Chapter 3: Electrolytic Processes

Example 3.1, Page 79

In [11]:
import math

#Variable declaration
r=5;#in cm
S=4*math.pi*r**2;
t=0.005;#in mm
d=10.5;

#Calculations
m=S*t*d*10**-3;
Z=(0.001118*3600)/1000;
Amr=m/Z;

#Result
print "ampere hour required,(Ampere-hour)= %.2f"%Amr

ampere hour required,(Ampere-hour)= 4.10

Example 3.2, Page 80

In [12]:
#Variable declaration
m=20.;#in gm
I=120;#in A
t=10*60;#in sec
t1=5*60;#in sec
I1=100;#in A

#Calculations
Cec=63.18/2;
Cen=58.6/2;
Z=m/(I*t);
Z1=(Z*(Cec/Cen))*10**-3;
m1=Z1*I1*t1;

#Result
print "mass of copper depsoited is ",round(m1,3),"kg or ",(round(m1*10**3)),"gm"

mass of copper depsoited is  0.009 kg or  9.0 gm

Example 3.3, Page 80

In [13]:
#Variable declaration
Z=1.044*10**-8;#in kg/C
I=40;#in A
t=1*60*60;#in seconds

#Calculations
m1=Z*I*t;

#Result
print "mass of copper depsoited is ",round(m1,4),"kg or ",round((m1*10**3),1),"gm"

mass of copper depsoited is  0.0015 kg or  1.5 gm

Example 3.4, Page 80

In [14]:
#Variable declaration
A=0.00025;#in m^2
D=8900;#in kg/m^3
Z=32.95*10**-8;#in kg/C
I=1;#in A

#Calculations
t=100*60;#in seconds
m=Z*I*t;#in kg
v=m/D;
T=(v/A)*10**3;

#Result
print "thickness of copper deposited,T(mm) = %.3f"%T

thickness of copper deposited,T(mm) = 0.889

Example 3.5, Page 80

In [15]:
#Variable declaration
A=0.00025;#in m^2
D=8900;#in kg/m^3
Z=32.95*10**-8;#in kg/C
I=1.5;#in A

#Calculations
t=60*60;#in seconds
m=Z*I*t;#in kg
v=m/D;
T=(v/A);

#Result
print "Thickness of copper deposited is ",round(T,4),"m or ",round((T*10**3),1),"mm"

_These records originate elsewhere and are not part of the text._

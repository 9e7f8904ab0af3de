// Producer - pushes a fixed quota of tokens into the shared queue

use super::worker_group::CompletionGuard;
use super::worker_thread::{spawn_worker, WorkerHandle};
use crate::core::{Latency, PipelineResult, ProducerReport, Token, WorkerRole};
use crate::queue::BoundedQueue;
use std::sync::Arc;
use tracing::{debug, error};

/// Pushes `quota` tokens stamped with `worker_id`, pausing after each push.
///
/// Blocks while the queue is full. A push rejected because the queue was
/// closed is returned as an error; it means the coordinator closed the queue
/// before this producer finished.
pub fn run_producer(
    worker_id: usize,
    quota: usize,
    queue: &BoundedQueue<Token>,
    latency: &dyn Latency,
) -> PipelineResult<ProducerReport> {
    debug!(worker_id, quota, "producer started");

    for sequence in 0..quota {
        if let Err(e) = queue.push(Token::new(worker_id, sequence)) {
            error!(worker_id, sequence, error = %e, "producer push rejected");
            return Err(e.into());
        }
        latency.pause();
    }

    debug!(worker_id, produced = quota, "producer finished");
    Ok(ProducerReport {
        worker_id,
        produced: quota,
    })
}

/// Runs a single producer on its own thread
pub fn spawn_producer(
    worker_id: usize,
    quota: usize,
    queue: Arc<BoundedQueue<Token>>,
    latency: Arc<dyn Latency>,
    completion: CompletionGuard,
) -> PipelineResult<WorkerHandle<PipelineResult<ProducerReport>>> {
    spawn_worker(WorkerRole::Producer, worker_id, completion, move || {
        run_producer(worker_id, quota, &queue, latency.as_ref())
    })
}

/// Producers: one worker per completion guard, ids assigned in order
pub fn spawn_producers(
    quota: usize,
    queue: Arc<BoundedQueue<Token>>,
    latency: Arc<dyn Latency>,
    completions: Vec<CompletionGuard>,
) -> PipelineResult<Vec<WorkerHandle<PipelineResult<ProducerReport>>>> {
    completions
        .into_iter()
        .enumerate()
        .map(|(worker_id, completion)| {
            spawn_producer(
                worker_id,
                quota,
                Arc::clone(&queue),
                Arc::clone(&latency),
                completion,
            )
        })
        .collect()
}
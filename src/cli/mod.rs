// CLI layer - argument parsing and command execution

pub mod args;
pub mod commands;

pub use args::Cli;
pub use commands::execute_run;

Thickness of copper deposited is  0.0008 m or  0.8 mm

Example 3.6, Page 80

In [16]:
#Variable declaration
m=50;# in gm
t=2*60*60;# in sec
ECE_silver=111.8*10**-8;# in kg C^-1
atomic_weight1=108;# for silver
atomic_weight2=63.5;#for copper
valency=1;#for silver

#Calculations
Ces=atomic_weight1/valency;# chemical equivalent of silver
Cec=atomic_weight2/2;# chemical equivalent of copper
Z=ECE_silver*(Cec/Ces);
I=(m*10**-3)/(Z*t);

#Result
print "current,I(A) = %.2f"%I

current,I(A) = 21.13

Example 3.7, Page 81

In [17]:
#Variable declaration
a=500;# electrolytic cells
I=6000;#in A
t=40;#in hour/week
Z=32.81*10**-8*3600;#in kg/A-h
V=0.25;# in volts

#Calculations
Ah=a*I*(t*52);# total number of ampere hour per annum
Ao=Z*Ah*10**-3;# annual output in tonnes
Ea=Ah*V*10**-3;# energy consumed per annum in kWh
Et=Ea/Ao;

#Result
print "energy consumption,Et(kWh/tonne) = %.2f"%Et

energy consumption,Et(kWh/tonne) = 211.66

Example 3.8, Page 81

In [18]:
#Variable declaration
Z=1.0384*10**-8;#in kg/C
VbyZ=14.212*10**7;# in joules

#Calculations
V=VbyZ*Z;

#Result
print "voltage,V(volts) = %.3f"%V

voltage,V(volts) = 1.476

Example 3.9, Page 82

In [19]:
#Variable declaration
ECE_silver=111*10**-8;#in kg/C
Cew_silver=107.98;#chemical equivalent of silver
Cew_al=27/3;#chemical equivalent of aluminium

#Calculations
Z=(ECE_silver*Cew_al)/Cew_silver;
C_efficiency=0.92;
I=3000;#in A
t=24*60*60;#in seconds
m=Z*I*t*C_efficiency;

#Result
print "mass of aluminium,m(kg) = %.3f"%m

mass of aluminium,m(kg) = 22.062

Example 3.10, Page 82

In [20]:
import math

#Variable declaration
d=0.1;#in m
l=.25;# in m
Tc=2;# thickness of coating in mm
D=8.9;#density of metal in gm/CC
C_density=160;#in A/sq
I_efficiency=0.9;

#Calculations&Results
S=math.pi*d*l;
m=S*Tc*10**-3*D*10**3;
Z=30.43*10**-8;# in kg/C
Q=(m/Z)/3600;# in A-h
Q_dash=Q/I_efficiency;
print "quantity of electricity,Q_dash(A-h) = %.f"%Q_dash
I=C_density*S;
t=Q_dash/I;
print "time required,t(hours) = %.2f"%t

quantity of electricity,Q_dash(A-h) = 1418
time required,t(hours) = 112.84